[[ Extracted entries open ]]
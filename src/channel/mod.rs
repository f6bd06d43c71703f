//! The outbound text channel and inbox the engine talks to.
//!
//! The engine never touches the network itself. Everything it posts, edits
//! or reads goes through a [`TextChannel`].

pub mod console;
pub mod mock;

use std::time::Duration;

use async_trait::async_trait;
use thiserror::Error;

use crate::feed::{DirectMessage, LocationRef};
use crate::parser::TargetLocation;

#[derive(Debug, Clone, Error)]
pub enum ChannelError {
    /// Transient; the channel says when to try again.
    #[error("rate limited, retry after {retry_after:?}")]
    RateLimited { retry_after: Duration },
    /// Permanent refusal, e.g. the bot is banned from the community.
    #[error("permission denied: {0}")]
    Denied(String),
    #[error("channel failure: {0}")]
    Failed(String),
}

impl ChannelError {
    /// How long to wait before trying again, for errors worth retrying.
    pub fn retry_after(&self) -> Option<Duration> {
        match self {
            Self::RateLimited { retry_after } => Some(*retry_after),
            Self::Denied(_) | Self::Failed(_) => None,
        }
    }
}

#[async_trait]
pub trait TextChannel: Send + Sync {
    /// Look up the location a poll request points at.
    async fn resolve(&self, target: &TargetLocation) -> Result<Option<LocationRef>, ChannelError>;

    /// Post `text` as a reply to `parent`. Returns the new location's id.
    async fn create_reply(&self, parent: &LocationRef, text: &str) -> Result<String, ChannelError>;

    /// Replace the text of a reply the bot posted earlier.
    async fn edit_reply(&self, location_id: &str, text: &str) -> Result<(), ChannelError>;

    /// Community a location belongs to.
    async fn community_of(&self, location_id: &str) -> Result<Option<String>, ChannelError>;

    /// Unread inbox messages.
    async fn unread_messages(&self) -> Result<Vec<DirectMessage>, ChannelError>;

    /// Mark an inbox message as handled so it is not delivered again.
    async fn mark_processed(&self, message_id: &str) -> Result<(), ChannelError>;
}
[[ Extracted entries closed ]]
*Exercise objective*
Write every line of the material above again, exactly.

*Written reply*
filename src/channel/mod.rs
repository f6bd06d43c71703f
//! The outbound text channel and inbox the engine talks to.
//!
//! The engine never touches the network itself. Everything it posts, edits
//! or reads goes through a [`TextChannel`].

pub mod console;
pub mod mock;

use std::time::Duration;

use async_trait::async_trait;
use thiserror::Error;

use crate::feed::{DirectMessage, LocationRef};
use crate::parser::TargetLocation;

#[derive(Debug, Clone, Error)]
pub enum ChannelError {
    /// Transient; the channel says when to try again.
    #[error("rate limited, retry after {retry_after:?}")]
    RateLimited { retry_after: Duration },
    /// Permanent refusal, e.g. the bot is banned from the community.
    #[error("permission denied: {0}")]
    Denied(String),
    #[error("channel failure: {0}")]
    Failed(String),
}

impl ChannelError {
    /// How long to wait before trying again, for errors worth retrying.
    pub fn retry_after(&self) -> Option<Duration> {
        match self {
            Self::RateLimited { retry_after } => Some(*retry_after),
            Self::Denied(_) | Self::Failed(_) => None,
        }
    }
}

#[async_trait]
pub trait TextChannel: Send + Sync {
    /// Look up the location a poll request points at.
    async fn resolve(&self, target: &TargetLocation) -> Result<Option<LocationRef>, ChannelError>;

    /// Post `text` as a reply to `parent`. Returns the new location's id.
    async fn create_reply(&self, parent: &LocationRef, text: &str) -> Result<String, ChannelError>;

    /// Replace the text of a reply the bot posted earlier.
    async fn edit_reply(&self, location_id: &str, text: &str) -> Result<(), ChannelError>;

    /// Community a location belongs to.
    async fn community_of(&self, location_id: &str) -> Result<Option<String>, ChannelError>;

    /// Unread inbox messages.
    async fn unread_messages(&self) -> Result<Vec<DirectMessage>, ChannelError>;

    /// Mark an inbox message as handled so it is not delivered again.
    async fn mark_processed(&self, message_id: &str) -> Result<(), ChannelError>;
}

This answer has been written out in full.